Task brief — The whole of the data is to be duplicated precisely.
Segment Start: Record extracts
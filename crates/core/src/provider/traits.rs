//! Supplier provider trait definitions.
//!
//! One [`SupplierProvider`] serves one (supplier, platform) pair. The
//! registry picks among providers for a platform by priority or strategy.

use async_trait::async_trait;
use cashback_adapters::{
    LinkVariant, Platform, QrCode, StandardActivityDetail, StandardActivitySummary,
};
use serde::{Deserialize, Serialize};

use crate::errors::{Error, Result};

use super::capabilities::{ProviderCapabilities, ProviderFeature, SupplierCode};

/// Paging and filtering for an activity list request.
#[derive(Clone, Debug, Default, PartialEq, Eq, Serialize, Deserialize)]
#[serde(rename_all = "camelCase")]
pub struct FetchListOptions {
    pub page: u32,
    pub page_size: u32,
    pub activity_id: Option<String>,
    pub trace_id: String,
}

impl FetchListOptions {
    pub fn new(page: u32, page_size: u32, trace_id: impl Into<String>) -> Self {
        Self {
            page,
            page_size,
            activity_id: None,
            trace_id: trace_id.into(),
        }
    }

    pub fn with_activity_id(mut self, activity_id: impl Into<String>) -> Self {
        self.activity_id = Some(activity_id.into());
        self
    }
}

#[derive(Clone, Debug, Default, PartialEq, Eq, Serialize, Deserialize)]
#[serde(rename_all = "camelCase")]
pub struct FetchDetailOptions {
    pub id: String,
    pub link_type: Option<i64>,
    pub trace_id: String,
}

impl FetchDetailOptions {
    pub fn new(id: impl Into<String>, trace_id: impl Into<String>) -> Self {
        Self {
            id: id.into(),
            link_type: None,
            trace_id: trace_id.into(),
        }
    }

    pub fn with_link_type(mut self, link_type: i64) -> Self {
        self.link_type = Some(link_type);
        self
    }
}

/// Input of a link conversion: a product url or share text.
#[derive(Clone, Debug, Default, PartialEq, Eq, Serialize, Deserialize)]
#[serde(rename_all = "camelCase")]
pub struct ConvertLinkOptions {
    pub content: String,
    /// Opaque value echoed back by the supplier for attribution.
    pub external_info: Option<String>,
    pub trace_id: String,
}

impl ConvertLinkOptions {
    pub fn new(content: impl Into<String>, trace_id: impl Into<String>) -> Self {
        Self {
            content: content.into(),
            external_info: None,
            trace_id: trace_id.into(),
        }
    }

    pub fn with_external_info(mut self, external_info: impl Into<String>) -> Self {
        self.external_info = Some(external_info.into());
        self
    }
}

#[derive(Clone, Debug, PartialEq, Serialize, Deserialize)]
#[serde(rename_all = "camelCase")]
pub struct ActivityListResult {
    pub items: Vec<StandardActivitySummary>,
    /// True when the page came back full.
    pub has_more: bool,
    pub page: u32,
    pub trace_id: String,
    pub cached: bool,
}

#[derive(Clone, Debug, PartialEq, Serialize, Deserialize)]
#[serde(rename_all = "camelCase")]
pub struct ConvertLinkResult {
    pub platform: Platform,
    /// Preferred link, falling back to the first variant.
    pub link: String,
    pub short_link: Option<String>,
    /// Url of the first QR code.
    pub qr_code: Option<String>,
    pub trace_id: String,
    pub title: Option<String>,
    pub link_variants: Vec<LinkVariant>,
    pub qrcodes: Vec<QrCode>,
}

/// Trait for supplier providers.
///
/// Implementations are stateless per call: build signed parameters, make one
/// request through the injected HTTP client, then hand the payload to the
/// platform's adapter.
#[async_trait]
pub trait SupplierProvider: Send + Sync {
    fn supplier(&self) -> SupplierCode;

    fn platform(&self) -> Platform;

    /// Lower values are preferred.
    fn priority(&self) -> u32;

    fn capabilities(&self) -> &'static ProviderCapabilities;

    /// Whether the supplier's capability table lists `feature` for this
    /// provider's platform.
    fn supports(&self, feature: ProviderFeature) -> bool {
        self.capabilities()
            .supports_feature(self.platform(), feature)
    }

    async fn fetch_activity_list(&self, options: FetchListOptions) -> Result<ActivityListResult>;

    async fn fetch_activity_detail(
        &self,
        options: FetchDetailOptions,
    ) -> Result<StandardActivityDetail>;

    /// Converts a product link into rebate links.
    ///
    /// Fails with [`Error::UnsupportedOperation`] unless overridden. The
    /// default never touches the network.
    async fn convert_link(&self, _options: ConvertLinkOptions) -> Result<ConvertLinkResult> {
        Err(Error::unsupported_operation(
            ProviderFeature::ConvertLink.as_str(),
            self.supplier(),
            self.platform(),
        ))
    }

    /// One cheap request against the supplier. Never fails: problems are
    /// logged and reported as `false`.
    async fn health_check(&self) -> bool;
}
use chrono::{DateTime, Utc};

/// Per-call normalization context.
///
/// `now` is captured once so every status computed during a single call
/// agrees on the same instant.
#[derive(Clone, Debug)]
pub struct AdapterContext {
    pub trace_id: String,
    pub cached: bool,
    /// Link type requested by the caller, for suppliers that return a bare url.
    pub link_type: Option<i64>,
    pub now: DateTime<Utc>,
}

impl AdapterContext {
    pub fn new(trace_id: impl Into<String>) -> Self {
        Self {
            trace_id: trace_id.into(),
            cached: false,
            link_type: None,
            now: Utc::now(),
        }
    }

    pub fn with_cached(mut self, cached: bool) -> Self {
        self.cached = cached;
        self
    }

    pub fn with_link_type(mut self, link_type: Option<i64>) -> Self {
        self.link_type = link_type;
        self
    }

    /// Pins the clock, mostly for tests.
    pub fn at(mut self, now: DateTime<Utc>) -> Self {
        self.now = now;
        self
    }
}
Segment End: Record extracts
Output of the exercise —
filename crates/core/src/provider/traits.rs
//! Supplier provider trait definitions.
//!
//! One [`SupplierProvider`] serves one (supplier, platform) pair. The
//! registry picks among providers for a platform by priority or strategy.

use async_trait::async_trait;
use cashback_adapters::{
    LinkVariant, Platform, QrCode, StandardActivityDetail, StandardActivitySummary,
};
use serde::{Deserialize, Serialize};

use crate::errors::{Error, Result};

use super::capabilities::{ProviderCapabilities, ProviderFeature, SupplierCode};

/// Paging and filtering for an activity list request.
#[derive(Clone, Debug, Default, PartialEq, Eq, Serialize, Deserialize)]
#[serde(rename_all = "camelCase")]
pub struct FetchListOptions {
    pub page: u32,
    pub page_size: u32,
    pub activity_id: Option<String>,
    pub trace_id: String,
}

impl FetchListOptions {
    pub fn new(page: u32, page_size: u32, trace_id: impl Into<String>) -> Self {
        Self {
            page,
            page_size,
            activity_id: None,
            trace_id: trace_id.into(),
        }
    }

    pub fn with_activity_id(mut self, activity_id: impl Into<String>) -> Self {
        self.activity_id = Some(activity_id.into());
        self
    }
}

#[derive(Clone, Debug, Default, PartialEq, Eq, Serialize, Deserialize)]
#[serde(rename_all = "camelCase")]
pub struct FetchDetailOptions {
    pub id: String,
    pub link_type: Option<i64>,
    pub trace_id: String,
}

impl FetchDetailOptions {
    pub fn new(id: impl Into<String>, trace_id: impl Into<String>) -> Self {
        Self {
            id: id.into(),
            link_type: None,
            trace_id: trace_id.into(),
        }
    }

    pub fn with_link_type(mut self, link_type: i64) -> Self {
        self.link_type = Some(link_type);
        self
    }
}

/// Input of a link conversion: a product url or share text.
#[derive(Clone, Debug, Default, PartialEq, Eq, Serialize, Deserialize)]
#[serde(rename_all = "camelCase")]
pub struct ConvertLinkOptions {
    pub content: String,
    /// Opaque value echoed back by the supplier for attribution.
    pub external_info: Option<String>,
    pub trace_id: String,
}

impl ConvertLinkOptions {
    pub fn new(content: impl Into<String>, trace_id: impl Into<String>) -> Self {
        Self {
            content: content.into(),
            external_info: None,
            trace_id: trace_id.into(),
        }
    }

    pub fn with_external_info(mut self, external_info: impl Into<String>) -> Self {
        self.external_info = Some(external_info.into());
        self
    }
}

#[derive(Clone, Debug, PartialEq, Serialize, Deserialize)]
#[serde(rename_all = "camelCase")]
pub struct ActivityListResult {
    pub items: Vec<StandardActivitySummary>,
    /// True when the page came back full.
    pub has_more: bool,
    pub page: u32,
    pub trace_id: String,
    pub cached: bool,
}

#[derive(Clone, Debug, PartialEq, Serialize, Deserialize)]
#[serde(rename_all = "camelCase")]
pub struct ConvertLinkResult {
    pub platform: Platform,
    /// Preferred link, falling back to the first variant.
    pub link: String,
    pub short_link: Option<String>,
    /// Url of the first QR code.
    pub qr_code: Option<String>,
    pub trace_id: String,
    pub title: Option<String>,
    pub link_variants: Vec<LinkVariant>,
    pub qrcodes: Vec<QrCode>,
}

/// Trait for supplier providers.
///
/// Implementations are stateless per call: build signed parameters, make one
/// request through the injected HTTP client, then hand the payload to the
/// platform's adapter.
#[async_trait]
pub trait SupplierProvider: Send + Sync {
    fn supplier(&self) -> SupplierCode;

    fn platform(&self) -> Platform;

    /// Lower values are preferred.
    fn priority(&self) -> u32;

    fn capabilities(&self) -> &'static ProviderCapabilities;

    /// Whether the supplier's capability table lists `feature` for this
    /// provider's platform.
    fn supports(&self, feature: ProviderFeature) -> bool {
        self.capabilities()
            .supports_feature(self.platform(), feature)
    }

    async fn fetch_activity_list(&self, options: FetchListOptions) -> Result<ActivityListResult>;

    async fn fetch_activity_detail(
        &self,
        options: FetchDetailOptions,
    ) -> Result<StandardActivityDetail>;

    /// Converts a product link into rebate links.
    ///
    /// Fails with [`Error::UnsupportedOperation`] unless overridden. The
    /// default never touches the network.
    async fn convert_link(&self, _options: ConvertLinkOptions) -> Result<ConvertLinkResult> {
        Err(Error::unsupported_operation(
            ProviderFeature::ConvertLink.as_str(),
            self.supplier(),
            self.platform(),
        ))
    }

    /// One cheap request against the supplier. Never fails: problems are
    /// logged and reported as `false`.
    async fn health_check(&self) -> bool;
}
use chrono::{DateTime, Utc};

/// Per-call normalization context.
///
/// `now` is captured once so every status computed during a single call
/// agrees on the same instant.
#[derive(Clone, Debug)]
pub struct AdapterContext {
    pub trace_id: String,
    pub cached: bool,
    /// Link type requested by the caller, for suppliers that return a bare url.
    pub link_type: Option<i64>,
    pub now: DateTime<Utc>,
}

impl AdapterContext {
    pub fn new(trace_id: impl Into<String>) -> Self {
        Self {
            trace_id: trace_id.into(),
            cached: false,
            link_type: None,
            now: Utc::now(),
        }
    }

    pub fn with_cached(mut self, cached: bool) -> Self {
        self.cached = cached;
        self
    }

    pub fn with_link_type(mut self, link_type: Option<i64>) -> Self {
        self.link_type = link_type;
        self
    }

    /// Pins the clock, mostly for tests.
    pub fn at(mut self, now: DateTime<Utc>) -> Self {
        self.now = now;
        self
    }
}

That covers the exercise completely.